Question

I have a large number of classes inheriting from a large number of interfaces. The interfaces that these classes are implementing do not share any common methods, but they all share a common first step. An illustration of this is:

Class A looks like this:

class A : InterfaceA
{

    GetFoo(Database db)
    {
       PerformSetup(db); // This is the common first step.

       // Do foo things
    }
}

Class B might look something like this:

class B : InterfaceB
{
    GetBar(Database db)
    {
        PerformSetup(db); // This is the common first step.

        // Do bar things
    }
}

Now obviously I could just create a base class with a method PerformSetup and have all of these methods call that. But my issue is that there are very many methods, and that call to PerformSetup() needs to be in all of them, but it is not yet in any of them.

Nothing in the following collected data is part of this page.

//! Redis-based implementation of Broker

use async_trait::async_trait;
use futures::StreamExt;
use redis::AsyncCommands;
use std::collections::HashMap;
use std::future::Future;
use std::time::Duration;
use tracing::{debug, error};

use taskmesh_core::{BrokerError, BrokerResult};

use crate::broker::{Broker, PayloadStream};
use crate::config::BrokerConfig;

/// Classify a Redis error; only connectivity problems are transient
fn map_redis_error(err: redis::RedisError) -> BrokerError {
    if err.is_timeout() {
        BrokerError::Timeout(err.to_string())
    } else if err.is_connection_dropped() || err.is_connection_refusal() || err.is_io_error() {
        BrokerError::Connection(err.to_string())
    } else {
        BrokerError::Backend(err.to_string())
    }
}

/// Redis-backed broker using a deadpool connection pool
pub struct RedisBroker {
    pool: deadpool_redis::Pool,
    config: BrokerConfig,
}

impl RedisBroker {
    /// Connect with default configuration
    pub async fn new(url: impl Into<String>) -> BrokerResult<Self> {
        Self::with_config(BrokerConfig::new(url)).await
    }

    /// Connect with custom configuration
    pub async fn with_config(config: BrokerConfig) -> BrokerResult<Self> {
        config
            .validate()
            .map_err(|e| BrokerError::Backend(e.to_string()))?;

        let mut redis_config = deadpool_redis::Config::from_url(&config.url);
        let mut pool_config = deadpool_redis::PoolConfig::new(config.pool_size);
        pool_config.timeouts.wait = Some(config.connect_timeout);
        pool_config.timeouts.create = Some(config.connect_timeout);
        redis_config.pool = Some(pool_config);

        let pool = redis_config
            .create_pool(Some(deadpool_redis::Runtime::Tokio1))
            .map_err(|e| BrokerError::Connection(e.to_string()))?;

        let broker = Self { pool, config };
        broker
            .ping()
            .await
            .map_err(|e| BrokerError::Connection(format!("PING failed: {}", e)))?;

        debug!(pool_size = broker.config.pool_size, "Redis broker connected");
        Ok(broker)
    }

    /// Get a connection from the pool
    async fn get_connection(&self) -> BrokerResult<deadpool_redis::Connection> {
        self.pool
            .get()
            .await
            .map_err(|e| BrokerError::Connection(e.to_string()))
    }

    /// Bound a command by the configured command timeout plus `extra`
    async fn timed<T, F>(&self, extra: Duration, command: F) -> BrokerResult<T>
    where
        F: Future<Output = redis::RedisResult<T>>,
    {
        let limit = self.config.command_timeout + extra;
        match tokio::time::timeout(limit, command).await {
            Ok(result) => result.map_err(map_redis_error),
            Err(_) => Err(BrokerError::Timeout(format!(
                "command exceeded {}ms",
                limit.as_millis()
            ))),
        }
    }
}

#[async_trait]
impl Broker for RedisBroker {
    async fn hset(&self, key: &str, fields: &[(&str, String)]) -> BrokerResult<()> {
        let mut conn = self.get_connection().await?;
        self.timed(Duration::ZERO, conn.hset_multiple::<_, _, _, ()>(key, fields))
            .await
    }

    async fn hget(&self, key: &str, field: &str) -> BrokerResult<Option<String>> {
        let mut conn = self.get_connection().await?;
        self.timed(Duration::ZERO, conn.hget(key, field)).await
    }

    async fn hgetall(&self, key: &str) -> BrokerResult<HashMap<String, String>> {
        let mut conn = self.get_connection().await?;
        self.timed(Duration::ZERO, conn.hgetall(key)).await
    }

    async fn hincr(&self, key: &str, field: &str, delta: i64) -> BrokerResult<i64> {
        let mut conn = self.get_connection().await?;
        self.timed(Duration::ZERO, conn.hincr(key, field, delta))
            .await
    }

    async fn exists(&self, key: &str) -> BrokerResult<bool> {
        let mut conn = self.get_connection().await?;
        self.timed(Duration::ZERO, conn.exists(key)).await
    }

    async fn keys(&self, pattern: &str) -> BrokerResult<Vec<String>> {
        let mut conn = self.get_connection().await?;
        self.timed(Duration::ZERO, conn.keys(pattern)).await
    }

    async fn push(&self, key: &str, value: String) -> BrokerResult<()> {
        let mut conn = self.get_connection().await?;
        // LPUSH + BRPOP keeps the list FIFO
        self.timed(Duration::ZERO, conn.lpush::<_, _, ()>(key, value))
            .await
    }

    async fn pop(&self, key: &str, wait: Duration) -> BrokerResult<Option<String>> {
        let mut conn = self.get_connection().await?;

        // BRPOP with a zero timeout blocks forever
        if wait.is_zero() {
            return self
                .timed(Duration::ZERO, conn.rpop::<_, Option<String>>(key, None))
                .await;
        }

        let result: Option<(String, String)> = self
            .timed(wait, conn.brpop(key, wait.as_secs_f64()))
            .await?;
        Ok(result.map(|(_key, value)| value))
    }

    async fn len(&self, key: &str) -> BrokerResult<usize> {
        let mut conn = self.get_connection().await?;
        self.timed(Duration::ZERO, conn.llen(key)).await
    }

    async fn range(&self, key: &str, limit: usize) -> BrokerResult<Vec<String>> {
        if limit == 0 {
            return Ok(Vec::new());
        }
        let mut conn = self.get_connection().await?;
        // The oldest entries sit at the tail of an LPUSH list
        let start = -(limit as isize);
        let mut values: Vec<String> = self
            .timed(Duration::ZERO, conn.lrange(key, start, -1))
            .await?;
        values.reverse();
        Ok(values)
    }

    async fn publish(&self, channel: &str, payload: String) -> BrokerResult<usize> {
        let mut conn = self.get_connection().await?;
        let receivers: usize = self
            .timed(Duration::ZERO, conn.publish(channel, payload))
            .await?;
        debug!("Published to {} ({} receivers)", channel, receivers);
        Ok(receivers)
    }

    async fn subscribe(&self, channel: &str) -> BrokerResult<PayloadStream> {
        // For pub/sub we need a dedicated connection
        let client = redis::Client::open(self.config.url.as_str()).map_err(map_redis_error)?;

        let mut pubsub = client
            .get_async_pubsub()
            .await
            .map_err(map_redis_error)?;

        pubsub.subscribe(channel).await.map_err(map_redis_error)?;

        debug!("Subscribed to channel {}", channel);

        let stream = pubsub.into_on_message().filter_map(|msg| async move {
            match msg.get_payload::<String>() {
                Ok(payload) => Some(payload),
                Err(e) => {
                    error!("Failed to get message payload: {}", e);
                    None
                }
            }
        });

        Ok(Box::pin(stream))
    }

    async fn ping(&self) -> BrokerResult<()> {
        let mut conn = self.get_connection().await?;
        self.timed(
            Duration::ZERO,
            redis::cmd("PING").query_async::<String>(&mut *conn),
        )
        .await
        .map(|_| ())
    }
}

So I could certainly just copy-paste that setup code to the beginning of every single method, but in the interest of DRY and my own time, I was wondering if there was some way I could ensure this method would be automatically called before any (public-only if possible) method call? Could I make use of events somehow? Keep in mind again that no class shares a common interface, and that many of these interface methods have parameters in addition to the Database parameter, but they all do have the database parameter.

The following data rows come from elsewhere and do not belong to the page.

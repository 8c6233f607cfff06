//! Queue worker
//!
//! A worker pulls tasks from `agent_task`, hands each to an agent from its
//! registry under the job's timeout, records the outcome on the message and in
//! the queue's job registry, and answers on `agent_response`.

use std::sync::Arc;
use std::time::Duration;
use tokio::sync::watch;
use tracing::{debug, error, info, warn};

use taskmesh_core::{
    AGENT_RESPONSE_QUEUE, AGENT_TASK_QUEUE, AgentType, DEAD_LETTER_QUEUE, DeadLetter, MessageId,
    OrchestrationError, OrchestrationResult, Response, Task, TaskStatus,
};
use taskmesh_queue::{DEFAULT_JOB_TIMEOUT, Job, JobOutcome, QueueManager};

use crate::registry::AgentRegistry;
use crate::runtime::ManagedAgent;

/// How long one poll blocks on an empty queue
pub const DEFAULT_POLL_INTERVAL: Duration = Duration::from_secs(1);

/// Result of one worker iteration
#[derive(Debug, Clone, Copy, PartialEq, Eq)]
pub enum WorkOutcome {
    /// Nothing was waiting
    Idle,
    Completed(MessageId),
    Failed(MessageId),
}

/// Pulls tasks from the queue and runs them on registered agents
pub struct Worker {
    queues: QueueManager,
    agents: Arc<AgentRegistry>,
    poll_interval: Duration,
}

impl Worker {
    pub fn new(queues: QueueManager, agents: Arc<AgentRegistry>) -> Self {
        Self {
            queues,
            agents,
            poll_interval: DEFAULT_POLL_INTERVAL,
        }
    }

    pub fn with_poll_interval(mut self, poll_interval: Duration) -> Self {
        self.poll_interval = poll_interval;
        self
    }

    pub fn agents(&self) -> &Arc<AgentRegistry> {
        &self.agents
    }

    /// Take at most one task from the queue and process it
    pub async fn run_once(&self) -> OrchestrationResult<WorkOutcome> {
        let Some(job) = self
            .queues
            .dequeue::<Task>(AGENT_TASK_QUEUE, self.poll_interval)
            .await?
        else {
            return Ok(WorkOutcome::Idle);
        };

        let response = self.process(&job).await;
        let task_id = job.message_id();

        let (status, outcome) = if response.is_success() {
            (TaskStatus::Completed, JobOutcome::Finished)
        } else {
            (TaskStatus::Failed, JobOutcome::Failed)
        };
        self.queues
            .update_message_status(task_id, status, response.error())
            .await?;
        self.queues.complete_job(&job, outcome).await?;
        if let Err(e) = self
            .queues
            .enqueue(AGENT_RESPONSE_QUEUE, &response, DEFAULT_JOB_TIMEOUT)
            .await
        {
            self.dead_letter_response(&job.payload, &response, &e).await;
            return Err(e);
        }

        match outcome {
            JobOutcome::Finished => {
                info!(task_id = %task_id, "Job finished");
                Ok(WorkOutcome::Completed(task_id))
            }
            JobOutcome::Failed => {
                warn!(task_id = %task_id, "Job failed: {}", response.error().unwrap_or_default());
                Ok(WorkOutcome::Failed(task_id))
            }
        }
    }

    /// Park a task whose response could not be delivered
    async fn dead_letter_response(
        &self,
        task: &Task,
        response: &Response,
        cause: &OrchestrationError,
    ) {
        let outcome = match response.error() {
            Some(reason) => format!("failed: {reason}"),
            None => "completed".to_string(),
        };
        let letter = DeadLetter::new(
            task.clone(),
            format!("Response undeliverable (task {outcome}): {cause}"),
        );
        match self
            .queues
            .enqueue(DEAD_LETTER_QUEUE, &letter, DEFAULT_JOB_TIMEOUT)
            .await
        {
            Ok(_) => warn!(
                task_id = %task.message_id,
                "Dead-lettered task with undelivered response"
            ),
            Err(e) => error!(
                task_id = %task.message_id,
                "Failed to dead-letter task with undelivered response: {}", e
            ),
        }
    }

    async fn process(&self, job: &Job<Task>) -> Response {
        let task = &job.payload;

        let agent = task
            .agent_type
            .parse::<AgentType>()
            .ok()
            .and_then(|agent_type| self.agents.select(agent_type));
        let Some(agent) = agent else {
            let err = OrchestrationError::NoAgentFound {
                agent_type: task.agent_type.clone(),
            };
            return Response::failure(task.message_id, err.to_string());
        };

        debug!(
            task_id = %task.message_id,
            agent_id = %agent.agent_id(),
            "Dispatching task"
        );

        let timeout = job.timeout();
        match tokio::time::timeout(timeout, agent.handle_task(task)).await {
            Ok(Ok(response)) => response,
            Ok(Err(e)) => Response::failure(task.message_id, e.to_string()),
            Err(_) => Response::failure(
                task.message_id,
                format!(
                    "Task exceeded job timeout of {}",
                    humantime::format_duration(timeout)
                ),
            ),
        }
    }

    /// Process tasks until `shutdown` turns true
    ///
    /// The signal is checked between jobs, so a job that was taken is always
    /// finished. Broker failures are logged and retried after one poll
    /// interval.
    pub async fn run(&self, mut shutdown: watch::Receiver<bool>) -> OrchestrationResult<()> {
        info!(agents = self.agents.len(), "Worker started");

        while !*shutdown.borrow() {
            match self.run_once().await {
                Ok(WorkOutcome::Idle) if self.poll_interval.is_zero() => {
                    tokio::task::yield_now().await;
                }
                Ok(_) => {}
                Err(e) => {
                    error!("Worker iteration failed: {}", e);
                    tokio::select! {
                        _ = shutdown.changed() => {}
                        _ = tokio::time::sleep(self.poll_interval) => {}
                    }
                }
            }
        }

        info!("Worker stopped");
        Ok(())
    }
}

#[cfg(test)]
mod tests {
    use super::*;
    use crate::agent::{Agent, BoxError, EchoAgent};
    use crate::runtime::{AgentRuntime, RuntimeOptions};
    use async_trait::async_trait;
    use serde_json::json;
    use taskmesh_broker::InMemoryBroker;
    use taskmesh_core::{AgentId, BrokerError, RetryPolicy, into_payload};
    use taskmesh_queue::QueueStats;

    struct FailingAgent;

    #[async_trait]
    impl Agent for FailingAgent {
        fn agent_type(&self) -> AgentType {
            AgentType::QualityAssurance
        }

        async fn process_task(&self, _task: &Task) -> Result<Response, BoxError> {
            Err("review model unavailable".into())
        }
    }

    struct SlowAgent;

    #[async_trait]
    impl Agent for SlowAgent {
        fn agent_type(&self) -> AgentType {
            AgentType::ContentGenerator
        }

        async fn process_task(&self, task: &Task) -> Result<Response, BoxError> {
            tokio::time::sleep(Duration::from_secs(120)).await;
            Ok(Response::success(task.message_id, task.task_data.clone()))
        }
    }

    async fn setup() -> (QueueManager, Arc<AgentRegistry>, Worker) {
        let broker: Arc<InMemoryBroker> = Arc::new(InMemoryBroker::new());
        let queues = QueueManager::new(broker.clone()).with_retry_policy(RetryPolicy::none());
        let registry = Arc::new(AgentRegistry::new());

        let echo = AgentRuntime::start(
            EchoAgent,
            broker.clone(),
            RuntimeOptions::default().with_agent_id(AgentId::parse("echo-1").unwrap()),
        )
        .await
        .unwrap();
        let failing = AgentRuntime::start(FailingAgent, broker.clone(), RuntimeOptions::default())
            .await
            .unwrap();
        let slow = AgentRuntime::start(SlowAgent, broker.clone(), RuntimeOptions::default())
            .await
            .unwrap();
        registry.register(Arc::new(echo));
        registry.register(Arc::new(failing));
        registry.register(Arc::new(slow));

        let worker = Worker::new(queues.clone(), Arc::clone(&registry))
            .with_poll_interval(Duration::ZERO);
        (queues, registry, worker)
    }

    async fn submit(queues: &QueueManager, agent_type: &str, timeout: Duration) -> MessageId {
        let task = Task::new(agent_type, into_payload(json!({"x": 1})));
        queues
            .enqueue(AGENT_TASK_QUEUE, &task, timeout)
            .await
            .unwrap()
    }

    async fn next_response(queues: &QueueManager) -> Response {
        queues
            .dequeue::<Response>(AGENT_RESPONSE_QUEUE, Duration::ZERO)
            .await
            .unwrap()
            .unwrap()
            .payload
    }

    #[tokio::test]
    async fn test_idle_when_queue_empty() {
        let (_queues, _registry, worker) = setup().await;
        assert_eq!(worker.run_once().await.unwrap(), WorkOutcome::Idle);
    }

    #[tokio::test]
    async fn test_success_path() {
        let (queues, registry, worker) = setup().await;
        let id = submit(&queues, "Echo", DEFAULT_JOB_TIMEOUT).await;

        assert_eq!(worker.run_once().await.unwrap(), WorkOutcome::Completed(id));

        let record = queues.get_message_status(id).await.unwrap().unwrap();
        assert_eq!(record.status, TaskStatus::Completed);

        let response = next_response(&queues).await;
        assert_eq!(response.task_id(), id);
        assert_eq!(response.result()["x"], json!(1));

        let stats = queues.get_queue_stats().await.unwrap();
        assert_eq!(stats["agent_task"].finished, 1);

        let echo = registry.get(&AgentId::parse("echo-1").unwrap()).unwrap();
        assert_eq!(echo.get_health_status().health_metrics.tasks_processed, 1);
    }

    #[tokio::test]
    async fn test_processing_failure_is_recorded_not_dead_lettered() {
        let (queues, _registry, worker) = setup().await;
        let id = submit(&queues, "QualityAssurance", DEFAULT_JOB_TIMEOUT).await;

        assert_eq!(worker.run_once().await.unwrap(), WorkOutcome::Failed(id));

        let record = queues.get_message_status(id).await.unwrap().unwrap();
        assert_eq!(record.status, TaskStatus::Failed);
        assert_eq!(
            record.error.as_deref(),
            Some("Task processing failed: review model unavailable")
        );

        let response = next_response(&queues).await;
        assert!(!response.is_success());

        let stats = queues.get_queue_stats().await.unwrap();
        assert_eq!(stats["agent_task"].failed, 1);
        assert_eq!(stats["dead_letter"], QueueStats::default());
    }

    #[tokio::test]
    async fn test_undelivered_response_is_dead_lettered() {
        let broker = InMemoryBroker::new();
        let queues =
            QueueManager::new(Arc::new(broker.clone())).with_retry_policy(RetryPolicy::none());
        let registry = Arc::new(AgentRegistry::new());
        let echo = AgentRuntime::start(
            EchoAgent,
            Arc::new(broker.clone()),
            RuntimeOptions::default(),
        )
        .await
        .unwrap();
        registry.register(Arc::new(echo));
        let worker = Worker::new(queues.clone(), registry).with_poll_interval(Duration::ZERO);

        let id = submit(&queues, "Echo", DEFAULT_JOB_TIMEOUT).await;
        broker.fail_pushes(
            "queue:agent_response",
            BrokerError::Connection("reset".into()),
            None,
        );

        assert!(worker.run_once().await.is_err());

        let record = queues.get_message_status(id).await.unwrap().unwrap();
        assert_eq!(record.status, TaskStatus::Completed);

        let letters = queues
            .peek::<DeadLetter>(DEAD_LETTER_QUEUE, 10)
            .await
            .unwrap();
        assert_eq!(letters.len(), 1);
        assert_eq!(letters[0].task.message_id, id);
        assert!(letters[0].error.starts_with("Response undeliverable (task completed)"));
    }

    #[tokio::test]
    async fn test_no_agent_for_type() {
        let (queues, _registry, worker) = setup().await;
        let id = submit(&queues, "ModulePlanner", DEFAULT_JOB_TIMEOUT).await;

        assert_eq!(worker.run_once().await.unwrap(), WorkOutcome::Failed(id));
        let response = next_response(&queues).await;
        assert_eq!(
            response.error(),
            Some("No suitable agent found for task type: ModulePlanner")
        );
    }

    #[tokio::test(start_paused = true)]
    async fn test_job_timeout() {
        let (queues, registry, worker) = setup().await;
        let id = submit(&queues, "ContentGenerator", Duration::from_secs(60)).await;

        assert_eq!(worker.run_once().await.unwrap(), WorkOutcome::Failed(id));
        let response = next_response(&queues).await;
        assert!(response.error().unwrap().contains("job timeout"));

        for agent in registry.agents() {
            assert_eq!(agent.state(), crate::AgentState::Idle);
        }
    }

    #[tokio::test]
    async fn test_run_stops_on_shutdown_signal() {
        let (queues, _registry, worker) = setup().await;
        let worker = worker.with_poll_interval(Duration::from_millis(10));
        let id = submit(&queues, "Echo", DEFAULT_JOB_TIMEOUT).await;

        let (stop, shutdown) = watch::channel(false);
        let handle = tokio::spawn(async move { worker.run(shutdown).await });

        let deadline = tokio::time::Instant::now() + Duration::from_secs(5);
        loop {
            let record = queues.get_message_status(id).await.unwrap().unwrap();
            if record.status == TaskStatus::Completed {
                break;
            }
            assert!(tokio::time::Instant::now() < deadline, "task never completed");
            tokio::time::sleep(Duration::from_millis(10)).await;
        }

        stop.send(true).unwrap();
        tokio::time::timeout(Duration::from_secs(5), handle)
            .await
            .unwrap()
            .unwrap()
            .unwrap();
    }
}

This probably a bit fantastical but I am always curious to see what crazy contraptions people are able to rig up in C#.

Was it helpful?

Solution

Two possible answers:

  1. Use PostSharp. It costs, but I guess it works.
  2. You could use reflection to call the PerformSetup method before you call your methods

Basically you can make a base class with the following

class Base
{
    public void InvokeMethodWithSetup(string method, Database db, params object[] args)
    {
        PerformSetup(db);
        var method = this.GetType().GetMethod(method);
        method.Invoke(this, args);   
    }

    public void PerformSetup(Database db)
    {
        // stuff
    }
}

This unfortunately means going to everywhere one of your methods is called to replace the invocation code, so I don't know if that makes it much easier, but at least it saves you having to modify all the methods.